The Great Trail Muffin Rebellion
I have a confession.
I don’t really follow recipes.
I read them. I appreciate them. I admire the effort someone put into carefully measuring ingredients and documenting exact quantities. Then I immediately begin making substitutions.
This week I set out to make healthy apple-carrot oat muffins. Simple enough.
I found a recipe, gathered the ingredients, and confidently began following directions.
For approximately two minutes.
Soon I had added extra oats. Then coconut flour. Then more apples than the recipe called for. (After all, this is what the initial inspiration was to begin with!)
Then more carrots.
Then a bunch of raisins.
Then nearly a cup of walnuts. You know, for extra protein.

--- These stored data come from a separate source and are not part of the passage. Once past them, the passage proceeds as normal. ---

//! The registry service façade.
//!
//! Validates inbound requests, routes writes, joins, and reads to the leader
//! through the proxy when this node is a follower, and translates everything
//! else into store and subscription calls. Reads are leader-only so a client
//! always observes its own writes.

use std::sync::Arc;

use tokio::sync::mpsc;
use tokio_stream::wrappers::ReceiverStream;
use tonic::{Request, Response, Status};
use tracing::{debug, info};

use crate::constants::SESSION_STREAM_BUFFER;
use crate::network::Proxy;
use crate::proto::iris::iris_server::Iris;
use crate::proto::iris::{
    ConnectRequest, ConnectResponse, GetKeysRequest, GetKeysResponse, GetSourcesRequest,
    GetSourcesResponse, GetValueRequest, GetValueResponse, JoinRequest, JoinResponse,
    ListenRequest, RemoveSourceRequest, RemoveSourceResponse, RemoveValueRequest,
    RemoveValueResponse, SetValueRequest, SetValueResponse, SubscribeKeyRequest,
    SubscribeKeyResponse, SubscribeRequest, SubscribeResponse, UnsubscribeKeyRequest,
    UnsubscribeKeyResponse, UnsubscribeRequest, UnsubscribeResponse, Update,
};
use crate::errors::SessionError;
use crate::session::{SessionRegistry, SubscriptionIndex};
use crate::{Error, IrisClient, Store};

pub(crate) struct IrisService {
    store: Arc<Store>,
    sessions: Arc<SessionRegistry>,
    subscriptions: Arc<SubscriptionIndex>,
    proxy: Option<Proxy>,
}

impl IrisService {
    pub(crate) fn new(
        store: Arc<Store>,
        sessions: Arc<SessionRegistry>,
        subscriptions: Arc<SubscriptionIndex>,
        proxy: Option<Proxy>,
    ) -> Self {
        Self {
            store,
            sessions,
            subscriptions,
            proxy,
        }
    }

    /// Short-lived client to the current leader, for requests this follower
    /// cannot serve itself.
    async fn dial_leader(&self) -> Result<IrisClient, Status> {
        let Some(proxy) = &self.proxy else {
            return Err(Status::unavailable(
                "not the cluster leader and no proxy is configured",
            ));
        };
        let leader = self.store.leader();
        if leader.is_empty() {
            return Err(Status::unavailable("not the cluster leader; leader unknown"));
        }
        debug!(leader = %leader, "forwarding request to leader");
        Ok(proxy.client(&leader).await?)
    }

    /// Sessions are node-local; subscription operations require one that was
    /// registered here by Connect or Listen.
    fn require_registered(&self, session: &str) -> Result<(), Status> {
        require("session", session)?;
        if !self.sessions.contains(session) {
            return Err(Error::from(SessionError::Unknown(session.to_string())).into());
        }
        Ok(())
    }
}

fn require(field: &'static str, value: &str) -> Result<(), Status> {
    if value.is_empty() {
        return Err(Error::InvalidArgument(format!("you must provide a {field}")).into());
    }
    Ok(())
}

/// Streams a prepared listing to the client one item at a time.
fn stream_items<T: Send + 'static>(items: Vec<T>) -> ReceiverStream<Result<T, Status>> {
    let (tx, rx) = mpsc::channel(items.len().max(1));
    tokio::spawn(async move {
        for item in items {
            if tx.send(Ok(item)).await.is_err() {
                break;
            }
        }
    });
    ReceiverStream::new(rx)
}

#[tonic::async_trait]
impl Iris for IrisService {
    type ListenStream = ReceiverStream<Result<Update, Status>>;
    type GetSourcesStream = ReceiverStream<Result<GetSourcesResponse, Status>>;
    type GetKeysStream = ReceiverStream<Result<GetKeysResponse, Status>>;

    async fn join(
        &self,
        request: Request<JoinRequest>,
    ) -> Result<Response<JoinResponse>, Status> {
        let req = request.into_inner();
        require("address", &req.address)?;

        if !self.store.is_leader() {
            let mut client = self.dial_leader().await?;
            client.join(&req.address).await?;
            return Ok(Response::new(JoinResponse {}));
        }

        self.store.join(&req.address).await?;
        Ok(Response::new(JoinResponse {}))
    }

    async fn connect(
        &self,
        _request: Request<ConnectRequest>,
    ) -> Result<Response<ConnectResponse>, Status> {
        let session = self.sessions.connect();
        Ok(Response::new(ConnectResponse { session }))
    }

    async fn listen(
        &self,
        request: Request<ListenRequest>,
    ) -> Result<Response<Self::ListenStream>, Status> {
        let req = request.into_inner();
        require("session", &req.session)?;

        let (tx, rx) = mpsc::channel(SESSION_STREAM_BUFFER);
        self.sessions.attach(&req.session, tx.clone());
        info!(session = %req.session, "listen stream opened");

        // The session lives for as long as the client holds the stream open;
        // when the receiver side drops, tear the session down.
        let sessions = self.sessions.clone();
        let subscriptions = self.subscriptions.clone();
        let session = req.session;
        tokio::spawn(async move {
            tx.closed().await;
            subscriptions.remove_session(&session);
            sessions.detach(&session);
            info!(session = %session, "listen stream closed");
        });

        Ok(Response::new(ReceiverStream::new(rx)))
    }

    async fn get_sources(
        &self,
        request: Request<GetSourcesRequest>,
    ) -> Result<Response<Self::GetSourcesStream>, Status> {
        let req = request.into_inner();
        require("session", &req.session)?;

        let sources = if self.store.is_leader() {
            self.store.get_sources()
        } else {
            self.dial_leader().await?.get_sources(&req.session).await?
        };

        let items = sources
            .into_iter()
            .map(|source| GetSourcesResponse { source })
            .collect();
        Ok(Response::new(stream_items(items)))
    }

    async fn get_keys(
        &self,
        request: Request<GetKeysRequest>,
    ) -> Result<Response<Self::GetKeysStream>, Status> {
        let req = request.into_inner();
        require("session", &req.session)?;
        require("source", &req.source)?;

        let keys = if self.store.is_leader() {
            self.store.get_keys(&req.source)
        } else {
            self.dial_leader()
                .await?
                .get_keys(&req.session, &req.source)
                .await?
        };

        let items = keys.into_iter().map(|key| GetKeysResponse { key }).collect();
        Ok(Response::new(stream_items(items)))
    }

    async fn set_value(
        &self,
        request: Request<SetValueRequest>,
    ) -> Result<Response<SetValueResponse>, Status> {
        let req = request.into_inner();
        require("session", &req.session)?;
        require("source", &req.source)?;
        require("key", &req.key)?;

        if !self.store.is_leader() {
            let mut client = self.dial_leader().await?;
            let value = client
                .set_value(&req.session, &req.source, &req.key, req.value)
                .await?;
            return Ok(Response::new(SetValueResponse { value }));
        }

        self.store.set(&req.source, &req.key, req.value.clone()).await?;
        Ok(Response::new(SetValueResponse { value: req.value }))
    }

    async fn get_value(
        &self,
        request: Request<GetValueRequest>,
    ) -> Result<Response<GetValueResponse>, Status> {
        let req = request.into_inner();
        require("session", &req.session)?;
        require("source", &req.source)?;
        require("key", &req.key)?;

        if !self.store.is_leader() {
            let mut client = self.dial_leader().await?;
            let value = client.get_value(&req.session, &req.source, &req.key).await?;
            return Ok(Response::new(GetValueResponse { value }));
        }

        let value = self.store.get(&req.source, &req.key);
        Ok(Response::new(GetValueResponse { value }))
    }

    async fn remove_value(
        &self,
        request: Request<RemoveValueRequest>,
    ) -> Result<Response<RemoveValueResponse>, Status> {
        let req = request.into_inner();
        require("session", &req.session)?;
        require("source", &req.source)?;
        require("key", &req.key)?;

        if !self.store.is_leader() {
            let mut client = self.dial_leader().await?;
            client
                .remove_value(&req.session, &req.source, &req.key)
                .await?;
        } else {
            self.store.delete_key(&req.source, &req.key).await?;
        }

        Ok(Response::new(RemoveValueResponse {
            session: req.session,
            source: req.source,
            key: req.key,
        }))
    }

    async fn remove_source(
        &self,
        request: Request<RemoveSourceRequest>,
    ) -> Result<Response<RemoveSourceResponse>, Status> {
        let req = request.into_inner();
        require("session", &req.session)?;
        require("source", &req.source)?;

        if !self.store.is_leader() {
            let mut client = self.dial_leader().await?;
            client.remove_source(&req.session, &req.source).await?;
        } else {
            self.store.delete_source(&req.source).await?;
        }

        Ok(Response::new(RemoveSourceResponse {
            session: req.session,
            source: req.source,
        }))
    }

    async fn subscribe(
        &self,
        request: Request<SubscribeRequest>,
    ) -> Result<Response<SubscribeResponse>, Status> {
        let req = request.into_inner();
        self.require_registered(&req.session)?;
        require("source", &req.source)?;

        self.subscriptions.subscribe_source(&req.session, &req.source);
        debug!(session = %req.session, source = %req.source, "subscribed to source");
        Ok(Response::new(SubscribeResponse { source: req.source }))
    }

    async fn subscribe_key(
        &self,
        request: Request<SubscribeKeyRequest>,
    ) -> Result<Response<SubscribeKeyResponse>, Status> {
        let req = request.into_inner();
        self.require_registered(&req.session)?;
        require("source", &req.source)?;
        require("key", &req.key)?;

        self.subscriptions
            .subscribe_key(&req.session, &req.source, &req.key);
        debug!(session = %req.session, source = %req.source, key = %req.key, "subscribed to key");
        Ok(Response::new(SubscribeKeyResponse {
            source: req.source,
            key: req.key,
        }))
    }

    async fn unsubscribe(
        &self,
        request: Request<UnsubscribeRequest>,
    ) -> Result<Response<UnsubscribeResponse>, Status> {
        let req = request.into_inner();
        self.require_registered(&req.session)?;
        require("source", &req.source)?;

        self.subscriptions
            .unsubscribe_source(&req.session, &req.source);
        Ok(Response::new(UnsubscribeResponse { source: req.source }))
    }

    async fn unsubscribe_key(
        &self,
        request: Request<UnsubscribeKeyRequest>,
    ) -> Result<Response<UnsubscribeKeyResponse>, Status> {
        let req = request.into_inner();
        self.require_registered(&req.session)?;
        require("source", &req.source)?;
        require("key", &req.key)?;

        self.subscriptions
            .unsubscribe_key(&req.session, &req.source, &req.key);
        Ok(Response::new(UnsubscribeKeyResponse {
            source: req.source,
            key: req.key,
        }))
    }
}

At some point I forgot what the original recipe even was and began operating entirely on instinct. The batter became less “muffin” and more “the sort of thing medieval travelers carried across continents.”
By the time it reached the oven, I had created something with the consistency of chunky cookie dough and the density of a minor geological feature.
Naturally, I consulted AI.
The conversation went something like this:
“Help. The batter is extremely dense.”
“Add liquid.”
“Oh, I forgot I added a bunch of raisins.”
“Okay, add more liquid.”
“Oh, I also added a bunch of walnuts, pulsed in the food processor.”
“Interesting.”
“I may have created a new category of food.”
By this point we had collectively abandoned all hope of producing muffins and were instead aiming for something vaguely edible.
The result?
A surprise success. Fresh from the oven they were good. The next day, warmed up with a little butter, they were fantastic. Ok, a lot of butter, but who’s counting??? Dense. Hearty. Filling. Comforting. Less muffin. More Old World Trail Cake.
The kind of thing you could wrap in parchment paper, toss into a backpack, and discover halfway up a mountain when your body suddenly remembers it needs calories. Oh, but bring a spoon.
Which brings me to the all-important conclusion that some recipes are followed. Others are negotiated.
And occasionally, if you’re lucky, a series of questionable decisions becomes your new favorite trail food.
Old World Trail Cakes
The Dry Stuff
- About 1.5 cups whole oats
- About 2 cups oats pulsed into flour
- ⅓ cup coconut flour
- 1 tsp baking soda
- 1 tsp baking powder
- 1½ tsp apple pie spice
- Another little shake of cinnamon
- About 22 determined grinds of pink Himalayan salt
The Wet Stuff
- 3 eggs
- A little more than ⅓ cup maple syrup
- Slightly more than ⅓ cup melted coconut oil
- ½ cup unsweetened coconut milk
- 2 apples
- 2 small carrots
- Another apple because apparently two wasn’t enough
The “Oops, I Forgot”
- A bunch of raisins
- Nearly a cup of walnuts
Directions
- Begin with a recipe.
- Ignore parts of it.
- Add ingredients according to intuition and enthusiasm.
- Panic when the batter resembles cookie dough.
- Bake anyway.
- Discover that everything is fine. Well, mostly.
- Eat warm with with lots of butter after a long walk.
Makes approximately one batch of trail-worthy life lessons. (And try these at your own risk!)